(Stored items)
....

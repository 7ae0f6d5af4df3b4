//! Hardware abstraction traits
//!
//! These traits define the interface between the keypad engine and the
//! chip-specific drivers.

pub mod transport;

pub use transport::KeypadTransport;
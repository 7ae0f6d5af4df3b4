//! RGB color values

#[cfg(feature = "serde")]
use serde::{Deserialize, Serialize};

/// 8-bit per channel RGB color
#[derive(Debug, Clone, Copy, PartialEq, Eq, Default, Hash)]
#[cfg_attr(feature = "defmt", derive(defmt::Format))]
#[cfg_attr(feature = "serde", derive(Serialize, Deserialize))]
pub struct Rgb {
    pub r: u8,
    pub g: u8,
    pub b: u8,
}

impl Rgb {
    pub const BLACK: Self = Self::new(0, 0, 0);
    pub const WHITE: Self = Self::new(255, 255, 255);
    pub const RED: Self = Self::new(255, 0, 0);
    pub const GREEN: Self = Self::new(0, 255, 0);
    pub const BLUE: Self = Self::new(0, 0, 255);
    pub const CYAN: Self = Self::new(0, 255, 255);
    pub const MAGENTA: Self = Self::new(255, 0, 255);
    pub const YELLOW: Self = Self::new(255, 255, 0);

    /// Create a color from its channels
    pub const fn new(r: u8, g: u8, b: u8) -> Self {
        Self { r, g, b }
    }

    /// Check if all channels are zero
    pub const fn is_black(&self) -> bool {
        self.r == 0 && self.g == 0 && self.b == 0
    }
}

impl From<(u8, u8, u8)> for Rgb {
    fn from((r, g, b): (u8, u8, u8)) -> Self {
        Self::new(r, g, b)
    }
}

impl From<Rgb> for (u8, u8, u8) {
    fn from(c: Rgb) -> Self {
        (c.r, c.g, c.b)
    }
}

/// Convert a hue/saturation/value triple to RGB
///
/// Saturation and value are clamped to 0.0..=1.0. Hue wraps around, so
/// 1.0, 2.0 and -1.0 are all red again.
pub fn hsv_to_rgb(h: f32, s: f32, v: f32) -> Rgb {
    let s = s.clamp(0.0, 1.0);
    let v = v.clamp(0.0, 1.0);
    let scale = |c: f32| (c * 255.0) as u8;

    if s == 0.0 {
        let gray = scale(v);
        return Rgb::new(gray, gray, gray);
    }

    let h = wrap_unit(h) * 6.0;
    let sector = h as u8;
    let f = h - sector as f32;
    let p = v * (1.0 - s);
    let q = v * (1.0 - s * f);
    let t = v * (1.0 - s * (1.0 - f));

    let (r, g, b) = match sector % 6 {
        0 => (v, t, p),
        1 => (q, v, p),
        2 => (p, v, t),
        3 => (p, q, v),
        4 => (t, p, v),
        _ => (v, p, q),
    };

    Rgb::new(scale(r), scale(g), scale(b))
}

/// Fractional part of `x`, in 0.0..1.0 (non-finite input maps to 0.0)
fn wrap_unit(x: f32) -> f32 {
    if !x.is_finite() {
        return 0.0;
    }
    let frac = x - (x as i64) as f32;
    if frac < 0.0 {
        frac + 1.0
    } else {
        frac
    }
}

#[cfg(test)]
mod tests {
    use super::*;

    #[test]
    fn test_is_black() {
        assert!(Rgb::BLACK.is_black());
        assert!(!Rgb::new(0, 0, 1).is_black());
    }

    #[test]
    fn test_hsv_hue_wraps() {
        assert_eq!(hsv_to_rgb(1.5, 1.0, 1.0), hsv_to_rgb(0.5, 1.0, 1.0));
        assert_eq!(hsv_to_rgb(1.5, 1.0, 1.0), Rgb::CYAN);
        assert_eq!(hsv_to_rgb(-0.5, 1.0, 1.0), Rgb::CYAN);
        assert_eq!(hsv_to_rgb(-1.0 / 3.0, 1.0, 1.0), Rgb::BLUE);
        assert_eq!(hsv_to_rgb(2.0, 1.0, 1.0), Rgb::RED);
    }

    #[test]
    fn test_hsv_primaries() {
        assert_eq!(hsv_to_rgb(0.0, 1.0, 1.0), Rgb::RED);
        assert_eq!(hsv_to_rgb(1.0 / 3.0, 1.0, 1.0), Rgb::GREEN);
        assert_eq!(hsv_to_rgb(2.0 / 3.0, 1.0, 1.0), Rgb::BLUE);
        assert_eq!(hsv_to_rgb(1.0, 1.0, 1.0), Rgb::RED);
    }

    #[test]
    fn test_hsv_gray_and_black() {
        assert_eq!(hsv_to_rgb(0.3, 0.0, 1.0), Rgb::WHITE);
        assert_eq!(hsv_to_rgb(0.3, 1.0, 0.0), Rgb::BLACK);
    }
}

....

### Task description
Which of the lines above hold the string "channels"? Copy each one.

### Answer to this problem
    /// Create a color from its channels
    /// Check if all channels are zero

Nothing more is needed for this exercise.